Figure 7. Nedd4-mediated or agonist-stimulated mGlu7 degradation occurs via both the proteasomal and lysosomal degradation pathways.

(A) myc-mGlu7 and FLAG-Nedd4 WT or C867S were co-transfected in HEK 293 T cells. Thirty-six hours after transfection, cell lysates were analyzed by western blotting using the indicated antibodies. (B) Following transfection, cells were starved overnight in serum-free DMEM culture medium and then treated with 1 mM L-Glu for 1 hr. Cell lysates were analyzed by western blotting using the indicated antibodies. (C) HEK 293 T cells transiently expressing myc-tagged mGlu7 was incubated with 100 μM MG132 or 52.5 μM leupeptin (Leu) for 2 hr and then L-Glu was added for 1 hr.
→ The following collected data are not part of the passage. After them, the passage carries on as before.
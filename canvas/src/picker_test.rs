use super::*;
use crate::surface::{DisplayList, DrawCommand};

const EPSILON: f64 = 1e-6;

fn approx_eq(a: f64, b: f64) -> bool {
    (a - b).abs() < EPSILON
}

fn picker() -> GenderPicker {
    let mut p = GenderPicker::new().unwrap();
    p.set_size(Size::new(1080.0, 2000.0));
    p
}

#[test]
fn builtin_symbols_parse() {
    let p = GenderPicker::new().unwrap();
    assert!(p.symbol(Gender::Male).bounds().width > 0.0);
    assert!(p.symbol(Gender::Female).bounds().height > 0.0);
}

#[test]
fn starts_with_female_selected_and_filled() {
    let p = picker();
    assert_eq!(p.selected(), Gender::Female);
    assert!(approx_eq(p.radius(Gender::Female, 0.0), 80.0));
    assert!(approx_eq(p.radius(Gender::Male, 0.0), 0.0));
    assert!(!p.is_animating(0.0));
}

#[test]
fn symbols_sit_either_side_of_center_with_gap() {
    let p = picker();
    let male = p.symbol(Gender::Male).surface_rect();
    let female = p.symbol(Gender::Female).surface_rect();
    assert!(approx_eq(male.right(), 540.0 - 25.0));
    assert!(approx_eq(female.x, 540.0 + 25.0));
    assert!(approx_eq(female.x - male.right(), 50.0));
    assert!(approx_eq(male.center().y, 1000.0));
    assert!(approx_eq(female.center().y, 1000.0));
}

#[test]
fn symbols_are_scaled_by_nine() {
    let p = picker();
    let male = p.symbol(Gender::Male);
    assert!(approx_eq(male.surface_rect().width, male.bounds().width * 9.0));
    assert!(approx_eq(male.transform().scale, 9.0));
}

#[test]
fn tapping_selected_symbol_is_ignored() {
    let mut p = picker();
    let at = p.symbol(Gender::Female).surface_rect().center();
    assert_eq!(p.on_tap(at, 0.0), None);
    assert_eq!(p.selected(), Gender::Female);
}

#[test]
fn tapping_the_gap_is_ignored() {
    let mut p = picker();
    assert_eq!(p.on_tap(Point::new(540.0, 1000.0), 0.0), None);
}

#[test]
fn tapping_other_symbol_swaps_fills_over_one_second() {
    let mut p = picker();
    let at = p.symbol(Gender::Male).surface_rect().center();
    assert_eq!(p.on_tap(at, 100.0), Some(Gender::Male));
    assert_eq!(p.selected(), Gender::Male);

    assert!(approx_eq(p.radius(Gender::Male, 100.0), 0.0));
    assert!(approx_eq(p.radius(Gender::Female, 100.0), 80.0));
    assert!(p.is_animating(600.0));
    let mid = p.radius(Gender::Male, 600.0);
    assert!(mid > 0.0 && mid < 80.0);

    assert!(approx_eq(p.radius(Gender::Male, 1100.0), 80.0));
    assert!(approx_eq(p.radius(Gender::Female, 1100.0), 0.0));
    assert!(!p.is_animating(1100.0));
}

#[test]
fn gradient_centers_on_bounds_until_tapped() {
    let mut p = picker();
    let bounds = p.symbol(Gender::Male).bounds();
    assert_eq!(p.gradient_center(Gender::Male), bounds.center());

    let at = p.symbol(Gender::Male).surface_rect().origin() + Point::new(20.0, 30.0);
    p.on_tap(at, 0.0);
    let mapped = p.symbol(Gender::Male).transform().to_surface(p.gradient_center(Gender::Male));
    assert!(approx_eq(mapped.x, at.x) && approx_eq(mapped.y, at.y));
}

#[test]
fn malformed_symbol_data_is_an_error() {
    assert!(GenderPicker::from_path_data("M0 0 A1 1 0 0 1 2 2", FEMALE_PATH).is_err());
}

#[test]
fn draw_fills_selected_symbol_through_clip() {
    let p = picker();
    let mut list = DisplayList::default();
    draw(&mut list, &p, 0.0).unwrap();
    assert_eq!(list.count(|c| matches!(c, DrawCommand::Path { .. })), 2);
    assert_eq!(list.count(|c| matches!(c, DrawCommand::Clip { .. })), 1);
    let gradient = list.commands.iter().find_map(|c| match c {
        DrawCommand::Circle { radius, paint, .. } => Some((*radius, paint.brush.clone())),
        _ => None,
    });
    let (radius, brush) = gradient.unwrap();
    assert!(approx_eq(radius, 80.0 * 9.0));
    assert!(matches!(brush, Brush::RadialGradient { radius, .. } if approx_eq(radius, 81.0 * 9.0)));
}
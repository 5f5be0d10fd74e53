use std::str::FromStr;

use rand::SeedableRng;
use rand::rngs::SmallRng;
use wasm_bindgen::{JsCast, JsValue};
use web_sys::{CanvasRenderingContext2d, HtmlCanvasElement};

use crate::anim::Animation;
use crate::arrow::{self, ArrowAnimator};
use crate::clock::{self, ClockStyle, ClockTime};
use crate::consts::{
    ARROW_DURATION_MS, SELECTOR_STRIP_HEIGHT, SELECTOR_STRIP_INSET, WEIGHT_INITIAL, WEIGHT_MAX, WEIGHT_MIN,
    WEIGHT_STRIP_HEIGHT, WEIGHT_TEXT_SIZE, WEIGHT_UNIT_SIZE,
};
use crate::countdown::Tick;
use crate::dial::{self, DialError, RadialDial, ScaleStyle};
use crate::game::{self, ShapeClicker, TapOutcome};
use crate::geom::{Point, Rect, Size};
use crate::grid::{self, GridStyle};
use crate::input::{GestureTracker, InputEvent};
use crate::moving_box::{self, MovingBox};
use crate::picker::{self, Gender, GenderPicker};
use crate::render::WebSurface;
use crate::selector::{self, SegmentedSelector};
use crate::shapes::ShapeError;
use crate::surface::{Color, Paint, Surface, TextAlign, TextStyle};
use crate::svg::PathParseError;

#[cfg(test)]
#[path = "engine_test.rs"]
mod engine_test;

#[derive(Debug, thiserror::Error)]
pub enum EngineError {
    #[error("unknown screen: {0}")]
    UnknownScreen(String),
    #[error(transparent)]
    Shape(#[from] ShapeError),
    #[error(transparent)]
    Dial(#[from] DialError),
    #[error(transparent)]
    Path(#[from] PathParseError),
}

/// The demos a host can mount.
#[derive(Debug, Clone, Copy, PartialEq, Eq)]
pub enum ScreenKind {
    Arrow,
    Clock,
    Gender,
    Weight,
    Grades,
    Clicker,
    MovingBox,
}

impl ScreenKind {
    pub const ALL: [Self; 7] =
        [Self::Arrow, Self::Clock, Self::Gender, Self::Weight, Self::Grades, Self::Clicker, Self::MovingBox];

    #[must_use]
    pub fn name(self) -> &'static str {
        match self {
            Self::Arrow => "arrow",
            Self::Clock => "clock",
            Self::Gender => "gender",
            Self::Weight => "weight",
            Self::Grades => "grades",
            Self::Clicker => "clicker",
            Self::MovingBox => "box",
        }
    }

    /// Whether the screen needs the one-second ticker.
    #[must_use]
    pub fn ticks(self) -> bool {
        matches!(self, Self::Clock | Self::Clicker)
    }
}

impl FromStr for ScreenKind {
    type Err = EngineError;

    fn from_str(s: &str) -> Result<Self, Self::Err> {
        let wanted = s.trim().to_ascii_lowercase();
        Self::ALL.into_iter().find(|k| k.name() == wanted).ok_or_else(|| EngineError::UnknownScreen(s.to_owned()))
    }
}

/// Actions returned from input handlers for the host to process.
#[derive(Debug, Clone, PartialEq)]
pub enum Action {
    RenderNeeded,
    WeightChanged(i32),
    GradeSelected(String),
    GenderSelected(Gender),
    Scored { points: u32 },
    GameRunning(bool),
    CountdownFinished,
    BoxMoving { target: Point },
}

/// Per-screen state.
#[derive(Debug, Clone)]
pub enum Screen {
    Arrow { animator: ArrowAnimator, animation: Animation },
    Clock { time: ClockTime, style: ClockStyle },
    Gender(GenderPicker),
    Weight { dial: RadialDial, style: ScaleStyle, strip: Rect },
    Grades { selector: SegmentedSelector, strip: Rect },
    Clicker(ShapeClicker),
    MovingBox(MovingBox),
}

/// Core engine state: everything that doesn't depend on the canvas element.
///
/// Separated from `Engine` so it can be tested without WASM/browser dependencies.
#[derive(Debug, Clone)]
pub struct EngineCore {
    kind: ScreenKind,
    size: Size,
    screen: Screen,
    rng: SmallRng,
}
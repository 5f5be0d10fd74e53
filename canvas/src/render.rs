//! Rendering: the [`Surface`] implementation backed by a browser 2D context.
//!
//! This module is the only place that draws through
//! [`web_sys::CanvasRenderingContext2d`]; the engine only obtains it. Screens
//! draw through the [`Surface`] trait and never see the context, so the same
//! drawing code records into a [`crate::surface::DisplayList`] in tests.
//!
//! All fallible `Canvas2D` calls propagate errors via `Result<(), JsValue>`.
//! The top-level caller ([`crate::engine::Engine::render`]) handles the result.

use std::f64::consts::PI;

use wasm_bindgen::JsValue;
use web_sys::{CanvasGradient, CanvasRenderingContext2d, Path2d};

use crate::geom::{Point, Rect, Size};
use crate::path::{Segment, VectorPath};
use crate::surface::{Brush, Color, Paint, PaintStyle, StrokeCap, Surface, TextStyle};

pub struct WebSurface<'a> {
    ctx: &'a CanvasRenderingContext2d,
    size: Size,
}

impl<'a> WebSurface<'a> {
    #[must_use]
    pub fn new(ctx: &'a CanvasRenderingContext2d, size: Size) -> Self {
        Self { ctx, size }
    }

    fn apply_paint(&self, paint: &Paint) -> Result<(), JsValue> {
        self.ctx.set_global_alpha(paint.alpha);
        match &paint.brush {
            Brush::Solid(color) => match paint.style {
                PaintStyle::Fill => self.ctx.set_fill_style_str(&color.to_css()),
                PaintStyle::Stroke { .. } => self.ctx.set_stroke_style_str(&color.to_css()),
            },
            Brush::RadialGradient { center, radius, colors } => {
                let gradient = radial_gradient(self.ctx, *center, *radius, colors)?;
                match paint.style {
                    PaintStyle::Fill => self.ctx.set_fill_style_canvas_gradient(&gradient),
                    PaintStyle::Stroke { .. } => self.ctx.set_stroke_style_canvas_gradient(&gradient),
                }
            }
        }
        if let PaintStyle::Stroke { width, cap } = paint.style {
            self.ctx.set_line_width(width);
            self.ctx.set_line_cap(cap.as_css());
        }
        Ok(())
    }

    fn paint_path(&self, path: &Path2d, paint: &Paint) -> Result<(), JsValue> {
        self.ctx.save();
        let applied = self.apply_paint(paint);
        if applied.is_ok() {
            match paint.style {
                PaintStyle::Fill => self.ctx.fill_with_path_2d(path),
                PaintStyle::Stroke { .. } => self.ctx.stroke_with_path(path),
            }
        }
        self.ctx.restore();
        applied
    }
}

fn to_path2d(path: &VectorPath) -> Result<Path2d, JsValue> {
    let out = Path2d::new()?;
    for segment in path.segments() {
        match *segment {
            Segment::MoveTo(p) => out.move_to(p.x, p.y),
            Segment::LineTo(p) => out.line_to(p.x, p.y),
            Segment::QuadTo { ctrl, to } => out.quadratic_curve_to(ctrl.x, ctrl.y, to.x, to.y),
            Segment::CubicTo { ctrl1, ctrl2, to } => {
                out.bezier_curve_to(ctrl1.x, ctrl1.y, ctrl2.x, ctrl2.y, to.x, to.y);
            }
            Segment::Close => out.close_path(),
        }
    }
    Ok(out)
}

/// Stops spread evenly from the center (first color) to the rim (last).
fn radial_gradient(
    ctx: &CanvasRenderingContext2d,
    center: Point,
    radius: f64,
    colors: &[Color],
) -> Result<CanvasGradient, JsValue> {
    let gradient = ctx.create_radial_gradient(center.x, center.y, 0.0, center.x, center.y, radius.max(f64::EPSILON))?;
    let last = colors.len().saturating_sub(1).max(1) as f32;
    for (i, color) in colors.iter().enumerate() {
        gradient.add_color_stop(i as f32 / last, &color.to_css())?;
    }
    Ok(gradient)
}

fn font(style: &TextStyle) -> String {
    let weight = if style.bold { "bold " } else { "" };
    format!("{weight}{:.0}px sans-serif", style.size)
}

impl Surface for WebSurface<'_> {
    type Error = JsValue;

    fn size(&self) -> Size {
        self.size
    }

    fn save(&mut self) {
        self.ctx.save();
    }

    fn restore(&mut self) {
        self.ctx.restore();
    }

    fn translate(&mut self, dx: f64, dy: f64) -> Result<(), JsValue> {
        self.ctx.translate(dx, dy)
    }

    fn rotate(&mut self, degrees: f64, pivot: Point) -> Result<(), JsValue> {
        self.ctx.translate(pivot.x, pivot.y)?;
        self.ctx.rotate(degrees.to_radians())?;
        self.ctx.translate(-pivot.x, -pivot.y)
    }

    fn scale(&mut self, factor: f64, pivot: Point) -> Result<(), JsValue> {
        self.ctx.translate(pivot.x, pivot.y)?;
        self.ctx.scale(factor, factor)?;
        self.ctx.translate(-pivot.x, -pivot.y)
    }

    fn clip_path(&mut self, path: &VectorPath) -> Result<(), JsValue> {
        self.ctx.clip_with_path_2d(&to_path2d(path)?);
        Ok(())
    }

    fn draw_line(&mut self, from: Point, to: Point, paint: &Paint) -> Result<(), JsValue> {
        let path = Path2d::new()?;
        path.move_to(from.x, from.y);
        path.line_to(to.x, to.y);
        // Lines are always stroked, whatever the paint says.
        let style = match paint.style {
            stroke @ PaintStyle::Stroke { .. } => stroke,
            PaintStyle::Fill => PaintStyle::Stroke { width: 1.0, cap: StrokeCap::Butt },
        };
        let stroke = Paint { style, ..paint.clone() };
        self.paint_path(&path, &stroke)
    }

    fn draw_path(&mut self, path: &VectorPath, paint: &Paint) -> Result<(), JsValue> {
        self.paint_path(&to_path2d(path)?, paint)
    }

    fn draw_circle(&mut self, center: Point, radius: f64, paint: &Paint) -> Result<(), JsValue> {
        let path = Path2d::new()?;
        path.arc(center.x, center.y, radius.max(0.0), 0.0, 2.0 * PI)?;
        self.paint_path(&path, paint)
    }

    fn draw_rect(&mut self, rect: Rect, paint: &Paint) -> Result<(), JsValue> {
        let path = Path2d::new()?;
        path.rect(rect.x, rect.y, rect.width, rect.height);
        self.paint_path(&path, paint)
    }

    fn draw_text(&mut self, text: &str, at: Point, style: &TextStyle) -> Result<(), JsValue> {
        self.ctx.save();
        self.ctx.set_font(&font(style));
        self.ctx.set_text_align(style.align.as_css());
        self.ctx.set_text_baseline("alphabetic");
        self.ctx.set_fill_style_str(&style.color.to_css());
        let drawn = self.ctx.fill_text(text, at.x, at.y);
        self.ctx.restore();
        drawn
    }

    fn measure_text(&mut self, text: &str, style: &TextStyle) -> Result<Size, JsValue> {
        self.ctx.save();
        self.ctx.set_font(&font(style));
        let metrics = self.ctx.measure_text(text);
        self.ctx.restore();
        let metrics = metrics?;
        Ok(Size::new(metrics.width(), metrics.actual_bounding_box_ascent()))
    }
}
Cell lysates were analyzed by SDS-PAGE and western blotting using the indicated antibodies. (D) Summary histograms quantifying mGlu7 expression in panel C. Bar graph represents mean ± SEM of band intensities normalized to control lane (DMSO + L-Glu, 0.74 ± 0.09; MG132, 1.15 ± 0.11; MG132 + L-Glu, 1.14 ± 0.15; Leu, 1.01 ± 0.12; Leu + L-Glu, 1.23 ± 0.18; n = 5, *p<0.05, n.s. indicates p>0.05, Student’s t-test). (E) FLAG-tagged Nedd4 WT or Nedd4 C867S was expressed on cultured cortical neurons via lentiviruses. After treatment with 0.5 μg/ml cycloheximide for 21 hr, the neurons were incubated with 100 μM MG132 or 52.5 μM Leu for 4 hr and then 400 μM L-AP4 was added for 1 hr. Cell lysates were analyzed by western blotting using the indicated antibodies. (F) Summary histograms quantifying mGlu7 expression in panel E. Bar graph represents mean ± SEM of band intensities normalized to control lane (Nedd4 C867S, 0.98 ± 0.07; Nedd4 WT, 0.81 ± 0.09; Nedd4 WT + MG132, 1.06 ± 0.13; Nedd4 WT + Leu, 1.00 ± 0.13; n = 5, *p<0.05, n.s. indicates p>0.05, Student’s t-test).